Scott Pruitt and Brett Kavanaugh Have Something in Common

Scott Pruitt and Brett Kavanaugh have something in common.

It’s not just that they both believe that the Environmental Protection Agency lacks the power to regulate greenhouse gases. Or that the EPA lacks the power to regulate air pollution that starts in one state and ends in another. Or that EPA can ignore the “co-benefits” of regulating mercury pollution from coal plants. Or even that both think it’s just fine to dump mine waste into streams.

It’s that they both lied about their environmental records when seeking Senate confirmation.

Pruitt, the infamous former EPA administrator forced in July to resign by multiple scandals, lied over and over again to the Senate Committee on Environment and Public Works. He lied about everything from his efforts to weaken Illinois River water quality standards to his role in an Oklahoma egg farm. He even lied about whether or not he had weighed in on mercury pollution regulations. He said he had not, but two filings bore his name. Pruitt’s lies were so bold, EWG asked the Department of Justice to investigate.

Brett Kavanaugh’s lies to the Senate Judiciary Committee, during hearings on his Supreme Court nomination, are even bolder.

Kavanaugh testified that as a federal appeals court judge he ruled for the environment in “many” cases. The truth is that in 16 out of 18 cases he ruled for more air and water pollution, and in 17 out of 18 cases he ruled for less protection for endangered species.
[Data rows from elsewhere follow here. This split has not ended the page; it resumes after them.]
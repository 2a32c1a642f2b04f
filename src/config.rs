// Licensed under the Apache License, Version 2.0 <LICENSE-APACHE or
// http://www.apache.org/licenses/LICENSE-2.0> or the MIT license
// <LICENSE-MIT or http://opensource.org/licenses/MIT>, at your
// option. This file may not be copied, modified, or distributed
// except according to those terms.

//! Wellness-specific configuration for activity type mapping and
//! collaborator scheduling
//!
//! Analytic thresholds are *not* configuration; they live in
//! [`crate::constants`] so derived views stay reproducible.

use anyhow::{Context, Result};
use serde::{Deserialize, Serialize};
use std::collections::HashMap;
use std::fs;
use std::path::Path;

/// Main wellness configuration structure
#[derive(Debug, Clone, Serialize, Deserialize)]
pub struct WellnessConfig {
    /// Mapping from external activity labels to internal type names
    pub activity_types: HashMap<String, String>,
    /// Collaborator scheduling settings
    pub refresh: RefreshConfig,
}

/// Scheduling settings for the collaborator that triggers recomputation
#[derive(Debug, Clone, Serialize, Deserialize)]
pub struct RefreshConfig {
    /// Minutes between periodic daily-stats refresh ticks
    pub stats_refresh_minutes: u64,
}

impl WellnessConfig {
    /// Load wellness configuration from file or use defaults
    pub fn load(path: Option<String>) -> Result<Self> {
        if let Some(config_path) = path {
            return Self::load_from_file(&config_path);
        }

        if Path::new("wellness_config.toml").exists() {
            return Self::load_from_file("wellness_config.toml");
        }

        Ok(Self::default())
    }

    /// Load configuration from a specific file
    pub fn load_from_file(path: &str) -> Result<Self> {
        let content = fs::read_to_string(path)
            .with_context(|| format!("Failed to read wellness config file: {}", path))?;

        let config: WellnessConfig = toml::from_str(&content)
            .with_context(|| format!("Failed to parse wellness config file: {}", path))?;

        Ok(config)
    }

    /// Get the internal type name for an external activity label
    pub fn map_activity_type(&self, label: &str) -> Option<&str> {
        self.activity_types.get(label).map(|s| s.as_str())
    }
}

impl Default for WellnessConfig {
    fn default() -> Self {
        let mut activity_types = HashMap::new();
        // Labels the dashboard and games emit, normalized to internal types
        activity_types.insert("mood".to_string(), "mood".to_string());
        activity_types.insert("game".to_string(), "game".to_string());
        activity_types.insert("anxiety_game".to_string(), "game".to_string());
        activity_types.insert("therapy".to_string(), "therapy".to_string());
        activity_types.insert("session".to_string(), "therapy".to_string());
        activity_types.insert("meditation".to_string(), "meditation".to_string());
        activity_types.insert("mindfulness".to_string(), "meditation".to_string());
        activity_types.insert("breathing".to_string(), "breathing".to_string());
        activity_types.insert("guided_breathing".to_string(), "breathing".to_string());

        Self {
            activity_types,
            refresh: RefreshConfig {
                stats_refresh_minutes: crate::constants::env_config::stats_refresh_minutes(),
            },
        }
    }
}

#[cfg(test)]
mod tests {
    use super::*;
    use std::io::Write;

    #[test]
    fn test_default_config_has_builtin_mappings() {
        let config = WellnessConfig::default();
        assert_eq!(config.map_activity_type("anxiety_game"), Some("game"));
        assert_eq!(config.map_activity_type("session"), Some("therapy"));
        assert_eq!(config.map_activity_type("journaling"), None);
    }

    #[test]
    fn test_load_falls_back_to_defaults() {
        let config = WellnessConfig::load(None).unwrap();
        assert!(!config.activity_types.is_empty());
        assert!(config.refresh.stats_refresh_minutes > 0);
    }

    #[test]
    fn test_load_from_file() {
        let mut file = tempfile::NamedTempFile::new().unwrap();
        writeln!(
            file,
            r#"
[activity_types]
walk = "other"
box_breathing = "breathing"

[refresh]
stats_refresh_minutes = 10
"#
        )
        .unwrap();

        let config =
            WellnessConfig::load_from_file(file.path().to_str().unwrap()).unwrap();
        assert_eq!(config.map_activity_type("box_breathing"), Some("breathing"));
        assert_eq!(config.refresh.stats_refresh_minutes, 10);
    }

    #[test]
    fn test_load_missing_file_errors() {
        let result = WellnessConfig::load_from_file("/nonexistent/wellness_config.toml");
        assert!(result.is_err());
    }

    #[test]
    fn test_config_toml_round_trip() {
        let config = WellnessConfig::default();
        let serialized = toml::to_string(&config).unwrap();
        let parsed: WellnessConfig = toml::from_str(&serialized).unwrap();
        assert_eq!(parsed.activity_types, config.activity_types);
    }
}
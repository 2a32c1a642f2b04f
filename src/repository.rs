// Licensed under the Apache License, Version 2.0 <LICENSE-APACHE or
// http://www.apache.org/licenses/LICENSE-2.0> or the MIT license
// <LICENSE-MIT or http://opensource.org/licenses/MIT>, at your
// option. This file may not be copied, modified, or distributed
// except according to those terms.

//! Activity repository collaborator seam
//!
//! The analytics core never stores activities itself; a repository supplies
//! the full chronological collection and assigns identity to new records.
//! Load and append failures surface to the caller, never defaulted away.

use async_trait::async_trait;
use anyhow::Result;
use chrono::{DateTime, Utc};
use std::collections::HashMap;
use tokio::sync::RwLock;
use uuid::Uuid;

use crate::logging::AppLogger;
use crate::models::{Activity, ActivityType};

/// Errors raised when an activity payload is rejected at the boundary
#[derive(Debug, thiserror::Error)]
pub enum RepositoryError {
    #[error("mood score {0} is outside the 0-100 range")]
    InvalidMoodScore(i32),
}

/// An unsaved activity payload; the repository assigns `id` and timestamps
#[derive(Debug, Clone)]
pub struct NewActivity {
    pub activity_type: ActivityType,
    pub name: String,
    pub description: Option<String>,
    pub duration: Option<u64>,
    pub completed: bool,
    pub mood_score: Option<i32>,
    pub mood_note: Option<String>,
}

#[async_trait]
pub trait ActivityRepository: Send + Sync {
    /// Load the full activity collection for a user, oldest first
    async fn load_activities(&self, user_id: &str) -> Result<Vec<Activity>>;

    /// Append a new activity; returns the stored record with identity assigned
    async fn append_activity(&self, user_id: &str, record: NewActivity) -> Result<Activity>;
}

/// In-memory repository used by the demo binary and tests
///
/// Stands in for real persistence, which is a collaborator concern. Append
/// order is preserved, so collections stay chronological.
pub struct InMemoryActivityRepository {
    store: RwLock<HashMap<String, Vec<Activity>>>,
}

impl InMemoryActivityRepository {
    /// Create an empty repository
    pub fn new() -> Self {
        Self {
            store: RwLock::new(HashMap::new()),
        }
    }

    /// Create a repository pre-seeded with activities for one user
    pub async fn with_seed(user_id: &str, activities: Vec<Activity>) -> Self {
        let repo = Self::new();
        repo.store
            .write()
            .await
            .insert(user_id.to_string(), activities);
        repo
    }
}

impl Default for InMemoryActivityRepository {
    fn default() -> Self {
        Self::new()
    }
}

#[async_trait]
impl ActivityRepository for InMemoryActivityRepository {
    async fn load_activities(&self, user_id: &str) -> Result<Vec<Activity>> {
        let store = self.store.read().await;
        let activities = store.get(user_id).cloned().unwrap_or_default();
        AppLogger::log_activities_loaded(user_id, activities.len());
        Ok(activities)
    }

    async fn append_activity(&self, user_id: &str, record: NewActivity) -> Result<Activity> {
        if let Some(score) = record.mood_score {
            if !(0..=100).contains(&score) {
                return Err(RepositoryError::InvalidMoodScore(score).into());
            }
        }

        let now = Utc::now();
        let activity = Activity {
            id: Uuid::new_v4().to_string(),
            user_id: Some(user_id.to_string()),
            activity_type: record.activity_type,
            name: record.name,
            description: record.description,
            timestamp: now,
            duration: record.duration,
            completed: record.completed,
            mood_score: record.mood_score,
            mood_note: record.mood_note,
            created_at: now,
            updated_at: now,
        };

        let mut store = self.store.write().await;
        store
            .entry(user_id.to_string())
            .or_default()
            .push(activity.clone());
        AppLogger::log_activity_appended(
            user_id,
            &activity.id,
            activity.activity_type.display_name(),
        );
        Ok(activity)
    }
}

/// Seed data mirroring a fresh user's first day: one mood check-in from two
/// hours before `now` and one breathing game from the previous day
pub fn sample_activities(now: DateTime<Utc>) -> Vec<Activity> {
    vec![
        Activity {
            id: "seed-2".to_string(),
            user_id: Some("default-user".to_string()),
            activity_type: ActivityType::Game,
            name: "Breathing Game".to_string(),
            description: Some("5-minute breathing".to_string()),
            timestamp: now - chrono::Duration::hours(24),
            duration: Some(300),
            completed: true,
            mood_score: None,
            mood_note: None,
            created_at: now,
            updated_at: now,
        },
        Activity {
            id: "seed-1".to_string(),
            user_id: Some("default-user".to_string()),
            activity_type: ActivityType::Mood,
            name: "Morning Mood".to_string(),
            description: None,
            timestamp: now - chrono::Duration::hours(2),
            duration: None,
            completed: true,
            mood_score: Some(70),
            mood_note: Some("Feeling okay".to_string()),
            created_at: now,
            updated_at: now,
        },
    ]
}
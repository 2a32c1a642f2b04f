// Licensed under the Apache License, Version 2.0 <LICENSE-APACHE or
// http://www.apache.org/licenses/LICENSE-2.0> or the MIT license
// <LICENSE-MIT or http://opensource.org/licenses/MIT>, at your
// option. This file may not be copied, modified, or distributed
// except according to those terms.

//! Trailing-window activity heatmap
//!
//! Buckets the activity collection into a fixed-length run of calendar days
//! ending at `now`'s day, each day tagged with a discrete intensity level.

use chrono::{DateTime, Duration, Local, NaiveDate, Utc};
use serde::{Deserialize, Serialize};

use super::window;
use crate::constants::heatmap::{LEVEL_LOW_MAX, LEVEL_MEDIUM_MAX};
use crate::models::{Activity, ActivityType};

/// Discrete intensity bucket summarizing a day's activity count
#[derive(Debug, Clone, Copy, PartialEq, Eq, Serialize, Deserialize)]
#[serde(rename_all = "lowercase")]
pub enum ActivityLevel {
    None,
    Low,
    Medium,
    High,
}

impl ActivityLevel {
    /// Rate a daily activity count against the fixed thresholds
    pub fn for_count(count: usize) -> Self {
        match count {
            0 => ActivityLevel::None,
            n if n <= LEVEL_LOW_MAX => ActivityLevel::Low,
            n if n <= LEVEL_MEDIUM_MAX => ActivityLevel::Medium,
            _ => ActivityLevel::High,
        }
    }
}

/// Lightweight view of one bucketed activity
#[derive(Debug, Clone, PartialEq, Serialize, Deserialize)]
pub struct ActivityProjection {
    /// Kind of activity
    pub activity_type: ActivityType,
    /// Human-readable name
    pub name: String,
    /// Whether the activity was completed
    pub completed: bool,
    /// Local wall-clock time, "h:mm a"
    pub formatted_time: String,
}

/// One calendar day of the heatmap series
#[derive(Debug, Clone, PartialEq, Serialize, Deserialize)]
pub struct DayActivity {
    /// The calendar day this bucket covers
    pub date: NaiveDate,
    /// Intensity level for the day
    pub level: ActivityLevel,
    /// The day's activities, in source (chronological) order
    pub activities: Vec<ActivityProjection>,
}

/// Build the trailing day-activity series ending at `now`'s calendar day
///
/// Returns exactly `window_days` entries, oldest first. Deterministic:
/// identical `(activities, now, window_days)` always yield an identical
/// sequence. The conventional window length is
/// [`crate::constants::heatmap::DEFAULT_WINDOW_DAYS`].
pub fn build_day_activity_series(
    activities: &[Activity],
    now: DateTime<Utc>,
    window_days: usize,
) -> Vec<DayActivity> {
    let today = window::local_date(now);
    let mut days = Vec::with_capacity(window_days);

    for offset in (0..window_days).rev() {
        let date = today - Duration::days(offset as i64);
        let projections: Vec<ActivityProjection> = activities
            .iter()
            .filter(|a| window::is_on_local_day(a, date))
            .map(project)
            .collect();

        days.push(DayActivity {
            date,
            level: ActivityLevel::for_count(projections.len()),
            activities: projections,
        });
    }

    days
}

fn project(activity: &Activity) -> ActivityProjection {
    ActivityProjection {
        activity_type: activity.activity_type.clone(),
        name: activity.name.clone(),
        completed: activity.completed,
        formatted_time: activity
            .timestamp
            .with_timezone(&Local)
            .format("%-I:%M %p")
            .to_string(),
    }
}

#[cfg(test)]
mod tests {
    use super::*;

    fn activity(name: &str, timestamp: DateTime<Utc>) -> Activity {
        Activity {
            id: format!("t-{}", name),
            user_id: None,
            activity_type: ActivityType::Game,
            name: name.to_string(),
            description: None,
            timestamp,
            duration: Some(300),
            completed: true,
            mood_score: None,
            mood_note: None,
            created_at: timestamp,
            updated_at: timestamp,
        }
    }

    #[test]
    fn test_level_thresholds() {
        assert_eq!(ActivityLevel::for_count(0), ActivityLevel::None);
        assert_eq!(ActivityLevel::for_count(1), ActivityLevel::Low);
        assert_eq!(ActivityLevel::for_count(2), ActivityLevel::Low);
        assert_eq!(ActivityLevel::for_count(3), ActivityLevel::Medium);
        assert_eq!(ActivityLevel::for_count(4), ActivityLevel::Medium);
        assert_eq!(ActivityLevel::for_count(5), ActivityLevel::High);
        assert_eq!(ActivityLevel::for_count(12), ActivityLevel::High);
    }

    #[test]
    fn test_series_has_exact_window_length() {
        let now = Utc::now();
        let series = build_day_activity_series(&[], now, 28);
        assert_eq!(series.len(), 28);
        assert!(series.iter().all(|d| d.level == ActivityLevel::None));
        assert!(series.iter().all(|d| d.activities.is_empty()));
    }

    #[test]
    fn test_series_days_are_consecutive_oldest_first() {
        let now = Utc::now();
        let series = build_day_activity_series(&[], now, 14);

        for pair in series.windows(2) {
            assert_eq!(pair[1].date - pair[0].date, Duration::days(1));
        }
        assert_eq!(series[13].date, window::local_date(now));
    }

    #[test]
    fn test_activities_land_in_their_day_bucket() {
        let now = Utc::now();
        let activities = vec![
            activity("today-1", now),
            activity("two-days-ago", now - Duration::days(2)),
        ];

        let series = build_day_activity_series(&activities, now, 7);
        assert_eq!(series[6].activities.len(), 1);
        assert_eq!(series[6].activities[0].name, "today-1");
        assert_eq!(series[4].activities.len(), 1);
        assert_eq!(series[4].activities[0].name, "two-days-ago");
    }

    #[test]
    fn test_bucket_preserves_source_order() {
        let now = Utc::now();
        let activities = vec![
            activity("first", now - Duration::hours(3)),
            activity("second", now - Duration::hours(1)),
        ];

        let series = build_day_activity_series(&activities, now, 7);
        let today = &series[6];
        // Both may fall on today; when they do, order must match the source
        if today.activities.len() == 2 {
            assert_eq!(today.activities[0].name, "first");
            assert_eq!(today.activities[1].name, "second");
        }
    }

    #[test]
    fn test_out_of_window_activities_are_excluded() {
        let now = Utc::now();
        let activities = vec![activity("ancient", now - Duration::days(60))];

        let series = build_day_activity_series(&activities, now, 28);
        let bucketed: usize = series.iter().map(|d| d.activities.len()).sum();
        assert_eq!(bucketed, 0);
    }

    #[test]
    fn test_three_activities_rate_medium() {
        let now = Utc::now();
        let activities = vec![
            activity("a", now),
            activity("b", now),
            activity("c", now),
        ];

        let series = build_day_activity_series(&activities, now, 7);
        assert_eq!(series[6].level, ActivityLevel::Medium);
    }

    #[test]
    fn test_formatted_time_is_twelve_hour() {
        let now = Utc::now();
        let activities = vec![activity("timed", now)];

        let series = build_day_activity_series(&activities, now, 7);
        let time = &series[6].activities[0].formatted_time;
        assert!(time.ends_with("AM") || time.ends_with("PM"));
        assert!(time.contains(':'));
    }

    #[test]
    fn test_series_is_deterministic() {
        let now = Utc::now();
        let activities = vec![
            activity("a", now),
            activity("b", now - Duration::days(5)),
        ];

        let first = build_day_activity_series(&activities, now, 28);
        let second = build_day_activity_series(&activities, now, 28);
        assert_eq!(first, second);
    }
}
// Licensed under the Apache License, Version 2.0 <LICENSE-APACHE or
// http://www.apache.org/licenses/LICENSE-2.0> or the MIT license
// <LICENSE-MIT or http://opensource.org/licenses/MIT>, at your
// option. This file may not be copied, modified, or distributed
// except according to those terms.

//! Same-day summary statistics for the dashboard overview

use chrono::{DateTime, Utc};
use serde::{Deserialize, Serialize};

use super::window;
use crate::constants::stats::COMPLETION_RATE;
use crate::models::Activity;

/// Summary statistics for the reference day
///
/// Recomputed on demand from the full activity collection; never persisted.
#[derive(Debug, Clone, PartialEq, Serialize, Deserialize)]
pub struct DailyStats {
    /// Rounded average of today's mood scores; `None` when no mood entry
    /// carries a score
    pub mood_score: Option<i32>,
    /// Completion percentage; pinned at 100 with no per-activity weighting
    pub completion_rate: u8,
    /// Therapy sessions across the entire history, not just today
    pub mindfulness_count: u64,
    /// Number of activities logged today
    pub total_activities: u64,
    /// The reference instant the stats were computed for
    pub last_updated: DateTime<Utc>,
}

/// Compute the daily summary for the calendar day `now` falls on
///
/// Pure over its inputs: the same `(activities, now)` always produces the
/// same value, so callers may recompute freely on load, append, or a timer
/// tick.
pub fn compute_daily_stats(activities: &[Activity], now: DateTime<Utc>) -> DailyStats {
    let today = window::local_date(now);
    let todays: Vec<&Activity> = activities
        .iter()
        .filter(|a| window::is_on_local_day(a, today))
        .collect();

    let mood_scores: Vec<i32> = todays
        .iter()
        .filter(|a| a.is_scored_mood())
        .filter_map(|a| a.mood_score)
        .collect();
    let mood_score = if mood_scores.is_empty() {
        None
    } else {
        let sum: i64 = mood_scores.iter().map(|&s| i64::from(s)).sum();
        Some((sum as f64 / mood_scores.len() as f64).round() as i32)
    };

    // Counts therapy sessions over the full history, diverging from the
    // "today" scope of the sibling fields.
    let mindfulness_count = activities
        .iter()
        .filter(|a| matches!(a.activity_type, crate::models::ActivityType::Therapy))
        .count() as u64;

    DailyStats {
        mood_score,
        completion_rate: COMPLETION_RATE,
        mindfulness_count,
        total_activities: todays.len() as u64,
        last_updated: now,
    }
}

#[cfg(test)]
mod tests {
    use super::*;
    use crate::models::ActivityType;
    use chrono::Duration;

    fn activity(
        activity_type: ActivityType,
        timestamp: DateTime<Utc>,
        mood_score: Option<i32>,
    ) -> Activity {
        Activity {
            id: format!("t-{}", timestamp.timestamp_millis()),
            user_id: None,
            activity_type,
            name: "Test".to_string(),
            description: None,
            timestamp,
            duration: None,
            completed: true,
            mood_score,
            mood_note: None,
            created_at: timestamp,
            updated_at: timestamp,
        }
    }

    #[test]
    fn test_empty_collection_yields_defaults() {
        let now = Utc::now();
        let stats = compute_daily_stats(&[], now);

        assert_eq!(stats.mood_score, None);
        assert_eq!(stats.completion_rate, 100);
        assert_eq!(stats.mindfulness_count, 0);
        assert_eq!(stats.total_activities, 0);
        assert_eq!(stats.last_updated, now);
    }

    #[test]
    fn test_mood_average_rounds_to_nearest() {
        let now = Utc::now();
        let activities = vec![
            activity(ActivityType::Mood, now, Some(70)),
            activity(ActivityType::Mood, now, Some(75)),
        ];

        let stats = compute_daily_stats(&activities, now);
        // (70 + 75) / 2 = 72.5, rounds to 73
        assert_eq!(stats.mood_score, Some(73));
        assert_eq!(stats.total_activities, 2);
    }

    #[test]
    fn test_unscored_mood_entries_are_ignored() {
        let now = Utc::now();
        let activities = vec![
            activity(ActivityType::Mood, now, None),
            activity(ActivityType::Game, now, Some(90)),
        ];

        // A scoreless mood entry and a scored non-mood entry: no mood average
        let stats = compute_daily_stats(&activities, now);
        assert_eq!(stats.mood_score, None);
        assert_eq!(stats.total_activities, 2);
    }

    #[test]
    fn test_mindfulness_count_spans_full_history() {
        let now = Utc::now();
        let activities = vec![
            activity(ActivityType::Therapy, now - Duration::days(40), None),
            activity(ActivityType::Therapy, now - Duration::days(2), None),
            activity(ActivityType::Mood, now, Some(60)),
        ];

        let stats = compute_daily_stats(&activities, now);
        assert_eq!(stats.mindfulness_count, 2);
        // Only the mood entry falls on today's calendar day
        assert_eq!(stats.total_activities, 1);
    }

    #[test]
    fn test_yesterdays_activities_are_excluded_from_today() {
        let now = Utc::now();
        let activities = vec![
            activity(ActivityType::Mood, now - Duration::days(1), Some(20)),
            activity(ActivityType::Mood, now, Some(80)),
        ];

        let stats = compute_daily_stats(&activities, now);
        assert_eq!(stats.mood_score, Some(80));
        assert_eq!(stats.total_activities, 1);
    }

    #[test]
    fn test_recomputation_is_idempotent() {
        let now = Utc::now();
        let activities = vec![
            activity(ActivityType::Mood, now, Some(64)),
            activity(ActivityType::Therapy, now, None),
        ];

        let first = compute_daily_stats(&activities, now);
        let second = compute_daily_stats(&activities, now);
        assert_eq!(first, second);
    }
}
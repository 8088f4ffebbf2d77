//! MNIST downloader.
//!
//! Fetches the four gzip archives into `<dir>/MNIST/raw`, trying each mirror
//! in order. Files already on disk are left alone, so the call is cheap on
//! every run after the first.

use std::path::{Path, PathBuf};

use ddpm_core::DdpmError;

use crate::mnist::Split;

/// Mirrors tried in order.
pub const DEFAULT_MIRRORS: &[&str] = &[
    "https://ossci-datasets.s3.amazonaws.com/mnist/",
    "https://storage.googleapis.com/cvdf-datasets/mnist/",
];

/// Downloads any missing MNIST archive into `dir/MNIST/raw`.
///
/// Returns the raw directory. Existing plain or gzipped files (in `dir` or
/// the raw directory) count as present.
///
/// # Errors
///
/// Returns [`DdpmError::Io`] if the directory cannot be created or a file
/// cannot be written, and [`DdpmError::Data`] if every mirror fails for
/// some archive.
pub fn download_mnist(dir: impl AsRef<Path>, mirrors: &[&str]) -> Result<PathBuf, DdpmError> {
    let dir = dir.as_ref();
    let raw = dir.join("MNIST").join("raw");
    std::fs::create_dir_all(&raw).map_err(|e| DdpmError::io(&raw, e))?;

    for split in [Split::Train, Split::Test] {
        let (images, labels) = split.file_names();
        for base in [images, labels] {
            if crate::mnist::locate(dir, base).is_ok() {
                tracing::debug!(file = base, "already present, skipping download");
                continue;
            }
            let target = raw.join(format!("{base}.gz"));
            fetch_from_mirrors(&format!("{base}.gz"), mirrors, &target)?;
        }
    }
    Ok(raw)
}

fn fetch_from_mirrors(file: &str, mirrors: &[&str], target: &Path) -> Result<(), DdpmError> {
    let mut last_error = String::from("no mirrors configured");
    for mirror in mirrors {
        let url = format!("{mirror}{file}");
        tracing::info!(%url, "downloading");
        match fetch(&url) {
            Ok(bytes) => {
                // write-then-rename so an interrupted download never looks complete
                let partial = target.with_extension("gz.part");
                std::fs::write(&partial, &bytes).map_err(|e| DdpmError::io(&partial, e))?;
                std::fs::rename(&partial, target).map_err(|e| DdpmError::io(target, e))?;
                tracing::info!(path = %target.display(), bytes = bytes.len(), "saved");
                return Ok(());
            }
            Err(e) => {
                tracing::warn!(%url, error = %e, "mirror failed");
                last_error = e;
            }
        }
    }
    Err(DdpmError::Data {
        message: format!("could not download {file}: {last_error}"),
    })
}

fn fetch(url: &str) -> Result<Vec<u8>, String> {
    let response = reqwest::blocking::get(url)
        .and_then(|r| r.error_for_status())
        .map_err(|e| e.to_string())?;
    response
        .bytes()
        .map(|b| b.to_vec())
        .map_err(|e| e.to_string())
}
Kavanaugh ruled that it’s OK for factory farms to pollute the air of their neighbors and that it’s OK to dump hazardous waste. When Pruitt sought to delay rules to reduce methane emissions, Kavanaugh sided with polluters. When the EPA sought to replace fluorinated chemicals known as HFCs to reduce greenhouse gas emissions, Kavanaugh complained that the proposed rule pulled the rug out from under polluters – even though replacement chemicals are readily available.

In fact, few judges have as consistently ruled for polluters and against public health. But when asked about his environmental record, Kavanaugh told the Judiciary Committee that he had ruled in favor of the environment in a “large number” of cases.

In particular, Kavanaugh cited a case related to air emissions from cement plants. In reality, Kavanaugh ruled against cleaner air in the case. 

A lawyer for the Natural Resources Defense Council, who represented environmental groups in that case, said Kavanaugh not only ruled for more air pollution from cement plants. He also set a dangerous precedent by ruling that the federal Clean Air Act did not include an important “anti-backsliding” provision.

The other cases Kavanaugh cited were decided on procedural, not substantive, matters. Though he once ruled that a case challenging climate rules was premature, he has since repeatedly ruled that EPA lacks the legal authority to regulate greenhouse gas emissions.

Kavanaugh’s penchant for lying before the Senate is not limited to his record on the environment.

It also seems clear that he lied to the Senate about his roles, during his time in the George W. Bush administration, that he played in the judicial nominations of William Pryor and William Pickering, in the warrantless wiretapping program and in the detainee program. 

He also misled the Senate about his role in the Starr investigation of President Clinton. His testimony last week was also filled with misleading statements.

An editorial in The Boston Globe put it bluntly: “Brett Kavanaugh’s a liar. He lies about little things. He lies about big things. He lies under oath.”

That may not matter to President Trump, who The Washington Post says has made “more than 5,000 false or misleading claims.”  But it matters to the American people, and it should matter to the senators whose vote could put him on the Supreme Court.